|
Abstract
In matrix treatments, optimum placement of the injected fluids is essential.
Over the years, several diversion techniques have been applied to obtain a
desired fluid distribution. The latest developments in the application of
distributed temperature sensing (DTS) during matrix treatments to monitor
temperature profiles along the wellbore in real time show that fluid
distribution can be quantified.
This paper discusses the application of DTS to quantify the effectiveness of
diversion agents. Quantification of fluid distribution makes it possible to
determine the flow distribution both before and after a diverter stage so that
the diversion effect can be evaluated.
Knowledge of the diverter effect will lead to better understanding of the
diversion process and subsequently to optimization of future treatment designs.

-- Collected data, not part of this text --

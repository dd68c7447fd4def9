//! One iteration of user logic for one virtual user.
//!
//! Scenario code receives a [`VuContext`] that carries the current group path
//! explicitly. Every metric recorded through the context is tagged with that
//! path, so selectors such as `group_duration{group:::Metadata}` work.

use std::any::Any;
use std::fmt::Display;
use std::panic::{self, AssertUnwindSafe};
use std::sync::Arc;
use std::time::{Duration, Instant};

use anyhow::bail;
use http::Request;
use tracing::{debug, warn};

use super::state::RunState;
use super::transport::{HttpResponse, Transport};
use crate::stats::{builtin, MetricKind, MetricSample, MetricSink, Tags};

/// Separator between group names in the `group` tag.
pub const GROUP_SEPARATOR: &str = "::";

/// User logic executed once per iteration.
pub trait Scenario: Send + Sync {
    fn run(&self, ctx: &mut VuContext<'_>) -> anyhow::Result<()>;
}

impl<F> Scenario for F
where
    F: Fn(&mut VuContext<'_>) -> anyhow::Result<()> + Send + Sync,
{
    fn run(&self, ctx: &mut VuContext<'_>) -> anyhow::Result<()> {
        self(ctx)
    }
}

/// Per-run knobs that shape what the runner records.
#[derive(Debug, Clone)]
pub struct VuOptions {
    /// Tag HTTP samples with their URL.
    pub endpoint_tracking: bool,
    pub request_timeout: Option<Duration>,
}

impl Default for VuOptions {
    fn default() -> Self {
        Self {
            endpoint_tracking: true,
            request_timeout: Some(Duration::from_secs(60)),
        }
    }
}

/// Result of a single predicate: plain `bool`, or a `Result` whose error
/// counts as a failed check.
pub trait CheckOutcome {
    fn into_outcome(self) -> Result<bool, String>;
}

impl CheckOutcome for bool {
    fn into_outcome(self) -> Result<bool, String> {
        Ok(self)
    }
}

impl<E: Display> CheckOutcome for Result<bool, E> {
    fn into_outcome(self) -> Result<bool, String> {
        self.map_err(|e| e.to_string())
    }
}

type Predicate<'c, T> = Box<dyn Fn(&T) -> Result<bool, String> + 'c>;

/// Named predicates evaluated together by [`VuContext::check`].
pub struct Checks<'c, T: ?Sized> {
    entries: Vec<(String, Predicate<'c, T>)>,
}

impl<'c, T: ?Sized> Checks<'c, T> {
    pub fn new() -> Self {
        Self {
            entries: Vec::new(),
        }
    }

    pub fn with<F, O>(mut self, name: impl Into<String>, predicate: F) -> Self
    where
        F: Fn(&T) -> O + 'c,
        O: CheckOutcome,
    {
        let predicate: Predicate<'c, T> =
            Box::new(move |value: &T| predicate(value).into_outcome());
        self.entries.push((name.into(), predicate));
        self
    }

    pub fn len(&self) -> usize {
        self.entries.len()
    }

    pub fn is_empty(&self) -> bool {
        self.entries.is_empty()
    }
}

impl<T: ?Sized> Default for Checks<'_, T> {
    fn default() -> Self {
        Self::new()
    }
}

pub struct VuContext<'a> {
    vu: u64,
    iteration: u64,
    sink: &'a MetricSink,
    transport: &'a dyn Transport,
    options: &'a VuOptions,
    group_path: Vec<String>,
    sleep_after: Duration,
}

impl<'a> VuContext<'a> {
    pub fn new(
        vu: u64,
        iteration: u64,
        sink: &'a MetricSink,
        transport: &'a dyn Transport,
        options: &'a VuOptions,
    ) -> Self {
        Self {
            vu,
            iteration,
            sink,
            transport,
            options,
            group_path: Vec::new(),
            sleep_after: Duration::ZERO,
        }
    }

    pub fn vu_id(&self) -> u64 {
        self.vu
    }

    pub fn iteration(&self) -> u64 {
        self.iteration
    }

    /// `::A::B` inside nested groups A and B, `None` at the top level.
    pub fn group_path(&self) -> Option<String> {
        if self.group_path.is_empty() {
            None
        } else {
            let mut path = String::new();
            for name in &self.group_path {
                path.push_str(GROUP_SEPARATOR);
                path.push_str(name);
            }
            Some(path)
        }
    }

    fn tags(&self) -> Tags {
        let mut tags = Tags::new();
        if let Some(path) = self.group_path() {
            tags.insert("group".to_string(), path);
        }
        tags
    }

    fn emit(&self, name: &str, kind: MetricKind, value: f64, tags: Tags) {
        if let Err(e) = self.sink.record(MetricSample::new(name, kind, value, tags)) {
            warn!(vu = self.vu, error = %e, "Dropped metric sample");
        }
    }

    /// Run `f` inside group `name`. Metrics recorded by `f` carry the nested
    /// group path, and the group's wall time goes to `group_duration`.
    pub fn group<R>(
        &mut self,
        name: &str,
        f: impl FnOnce(&mut Self) -> anyhow::Result<R>,
    ) -> anyhow::Result<R> {
        if name.is_empty() || name.contains(GROUP_SEPARATOR) {
            bail!("invalid group name '{}'", name);
        }
        self.group_path.push(name.to_string());
        let start = Instant::now();
        let result = f(self);
        let elapsed_ms = start.elapsed().as_secs_f64() * 1000.0;
        self.emit(
            builtin::GROUP_DURATION,
            MetricKind::Trend,
            elapsed_ms,
            self.tags(),
        );
        self.group_path.pop();
        result
    }

    /// Evaluate every predicate against `value`. Records one `checks` sample
    /// for the whole call (1 only if all passed) and one `check_predicates`
    /// sample per predicate, tagged with its name. A predicate that errors or
    /// panics counts as failed.
    pub fn check<T: ?Sized>(&self, value: &T, checks: Checks<'_, T>) -> bool {
        let mut all_passed = true;
        for (name, predicate) in checks.entries {
            let passed = match panic::catch_unwind(AssertUnwindSafe(|| predicate(value))) {
                Ok(Ok(passed)) => passed,
                Ok(Err(e)) => {
                    debug!(vu = self.vu, check = %name, error = %e, "Check predicate failed");
                    false
                }
                Err(payload) => {
                    debug!(
                        vu = self.vu,
                        check = %name,
                        panic = %panic_message(&*payload),
                        "Check predicate panicked"
                    );
                    false
                }
            };
            all_passed &= passed;
            let mut tags = self.tags();
            tags.insert("check".to_string(), name);
            self.emit(
                builtin::CHECK_PREDICATES,
                MetricKind::Rate,
                if passed { 1.0 } else { 0.0 },
                tags,
            );
        }
        self.emit(
            builtin::CHECKS,
            MetricKind::Rate,
            if all_passed { 1.0 } else { 0.0 },
            self.tags(),
        );
        all_passed
    }

    pub fn get(&self, url: &str) -> HttpResponse {
        self.request("GET", url)
    }

    pub fn request(&self, method: &str, url: &str) -> HttpResponse {
        self.batch(&[(method, url)]).pop().unwrap_or_else(|| {
            HttpResponse::failed(method.to_string(), url.to_string(), "no response".to_string())
        })
    }

    /// Issue `(method, url)` pairs concurrently; responses come back in the same order.
    pub fn batch(&self, requests: &[(&str, &str)]) -> Vec<HttpResponse> {
        let built = requests
            .iter()
            .map(|(method, url)| {
                Request::builder()
                    .method(*method)
                    .uri(*url)
                    .header(http::header::USER_AGENT, concat!("volley/", env!("CARGO_PKG_VERSION")))
                    .body(String::new())
                    .map_err(|e| (method.to_string(), url.to_string(), e.to_string()))
            })
            .collect();
        self.dispatch(built)
    }

    /// Send fully built requests as one batch.
    pub fn send(&self, requests: Vec<Request<String>>) -> Vec<HttpResponse> {
        self.dispatch(requests.into_iter().map(Ok).collect())
    }

    fn dispatch(
        &self,
        requests: Vec<Result<Request<String>, (String, String, String)>>,
    ) -> Vec<HttpResponse> {
        let mut slots: Vec<Option<HttpResponse>> = Vec::with_capacity(requests.len());
        let mut outgoing = Vec::new();
        let mut labels = Vec::new();
        for req in requests {
            match req {
                Ok(req) => {
                    labels.push((req.method().to_string(), req.uri().to_string()));
                    outgoing.push(req);
                    slots.push(None);
                }
                Err((method, url, error)) => {
                    slots.push(Some(HttpResponse::failed(method, url, error)));
                }
            }
        }

        let mut answers = if outgoing.is_empty() {
            Vec::new().into_iter()
        } else {
            self.transport
                .round_trip(outgoing, self.options.request_timeout)
                .into_iter()
        };
        let mut labels = labels.into_iter();

        slots
            .into_iter()
            .map(|slot| {
                let response = match slot {
                    Some(failed) => failed,
                    None => {
                        let (method, url) = labels.next().unwrap_or_default();
                        let result = answers
                            .next()
                            .unwrap_or_else(|| Err("transport returned no response".to_string()));
                        HttpResponse::from_result(method, url, result)
                    }
                };
                self.record_http(&response);
                response
            })
            .collect()
    }

    fn record_http(&self, res: &HttpResponse) {
        let mut tags = self.tags();
        tags.insert("method".to_string(), res.method.clone());
        tags.insert("status".to_string(), res.status.to_string());
        if self.options.endpoint_tracking {
            tags.insert("url".to_string(), res.url.clone());
        }

        self.emit(builtin::HTTP_REQS, MetricKind::Counter, 1.0, tags.clone());
        if res.error.is_none() {
            self.emit(
                builtin::HTTP_REQ_DURATION,
                MetricKind::Trend,
                res.timings.duration.as_secs_f64() * 1000.0,
                tags.clone(),
            );
        }
        if res.timings.request_size > 0 {
            self.emit(
                builtin::DATA_SENT,
                MetricKind::Counter,
                res.timings.request_size as f64,
                tags.clone(),
            );
        }
        if res.timings.response_size > 0 {
            self.emit(
                builtin::DATA_RECEIVED,
                MetricKind::Counter,
                res.timings.response_size as f64,
                tags.clone(),
            );
        }
        let failed = if res.is_success() { 0.0 } else { 1.0 };
        self.emit(builtin::HTTP_REQ_FAILED, MetricKind::Rate, failed, tags);
    }

    pub fn counter(&self, name: &str, value: f64) {
        self.emit(name, MetricKind::Counter, value, self.tags());
    }

    pub fn rate(&self, name: &str, hit: bool) {
        self.emit(name, MetricKind::Rate, if hit { 1.0 } else { 0.0 }, self.tags());
    }

    pub fn trend(&self, name: &str, value: f64) {
        self.emit(name, MetricKind::Trend, value, self.tags());
    }

    pub fn gauge(&self, name: &str, value: f64) {
        self.emit(name, MetricKind::Gauge, value, self.tags());
    }

    /// Pause after this iteration. Calls add up.
    pub fn sleep(&mut self, duration: Duration) {
        self.sleep_after += duration;
    }
}

fn panic_message(payload: &(dyn Any + Send)) -> String {
    if let Some(s) = payload.downcast_ref::<&str>() {
        (*s).to_string()
    } else if let Some(s) = payload.downcast_ref::<String>() {
        s.clone()
    } else {
        "unknown panic".to_string()
    }
}

/// Runs iterations of one scenario and records the per-iteration metrics.
pub struct ScenarioRunner {
    scenario: Arc<dyn Scenario>,
    sink: Arc<MetricSink>,
    transport: Arc<dyn Transport>,
    options: VuOptions,
}

impl ScenarioRunner {
    pub fn new(
        scenario: Arc<dyn Scenario>,
        sink: Arc<MetricSink>,
        transport: Arc<dyn Transport>,
        options: VuOptions,
    ) -> Self {
        Self {
            scenario,
            sink,
            transport,
            options,
        }
    }

    pub fn sink(&self) -> &Arc<MetricSink> {
        &self.sink
    }

    /// Execute one iteration and return how long the scenario asked to sleep.
    /// Errors and panics inside the scenario are counted, never propagated.
    pub fn run_once(&self, vu: u64, iteration: u64) -> Duration {
        let mut ctx = VuContext::new(
            vu,
            iteration,
            &self.sink,
            self.transport.as_ref(),
            &self.options,
        );
        let start = Instant::now();
        let outcome = panic::catch_unwind(AssertUnwindSafe(|| self.scenario.run(&mut ctx)));
        let elapsed_ms = start.elapsed().as_secs_f64() * 1000.0;

        let error = match outcome {
            Ok(Ok(())) => None,
            Ok(Err(e)) => Some(format!("{:#}", e)),
            Err(payload) => Some(format!("panic: {}", panic_message(&*payload))),
        };
        if let Some(error) = error {
            debug!(vu, iteration, error = %error, "Iteration failed");
            ctx.emit(builtin::ITERATION_ERRORS, MetricKind::Counter, 1.0, Tags::new());
        }
        ctx.emit(
            builtin::ITERATION_DURATION,
            MetricKind::Trend,
            elapsed_ms,
            Tags::new(),
        );
        ctx.emit(builtin::ITERATIONS, MetricKind::Counter, 1.0, Tags::new());
        ctx.sleep_after
    }

    /// Sleep in short slices, giving up as soon as `keep_going` turns false.
    pub fn pause(&self, duration: Duration, keep_going: impl Fn() -> bool) {
        const SLICE: Duration = Duration::from_millis(100);
        let deadline = Instant::now() + duration;
        loop {
            let now = Instant::now();
            if now >= deadline || !keep_going() {
                return;
            }
            may::coroutine::sleep((deadline - now).min(SLICE));
        }
    }

    /// Run iterations until `keep_going` returns false between them.
    pub fn run_loop(&self, vu: u64, state: &RunState, keep_going: impl Fn() -> bool) -> u64 {
        let mut iteration = 0;
        while keep_going() && !state.should_stop() {
            let pause = self.run_once(vu, iteration);
            iteration += 1;
            if !pause.is_zero() {
                self.pause(pause, || keep_going() && !state.should_stop());
            }
        }
        iteration
    }
}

Ultimately, use of real-time quantification of the effect of diversion will
lead to the development of real-time optimization itself. In real-time
optimization, the results of a diverter stage will be used to adjust the next
diverter stage to optimize placement.
The post-treatment analysis of the temperature profiles showed that flow
distribution can be quantified both before and after a diverter stage. Based on
the observations, the decision was made to develop a diagnostics tool that can
be used in real time and will enable real-time quantification.
The novel approach of using the diagnostics tool in combination with DTS
during matrix acid treatments will help to further optimize diversion
treatments. This optimization is both an optimization during the treatment and
an optimization of diverter stages in future treatments.
Introduction
Optimum fluid placement and complete zonal coverage are essential in a
successful matrix acid treatment. This is especially true for long intervals
with high degrees of heterogeneity. Without effective fluid diversion, the
injected fluids will follow the path of least resistance and will only
stimulate strongly depleted zones or the zones with the highest permeability or
the least damage. Fluid diversion methods are introduced to divert the flow
away from this path of least resistance (Hill 1994; Glasbergen and Buijse
2006). The most commonly used diversion methods are (a) foams, (b) balls, (c)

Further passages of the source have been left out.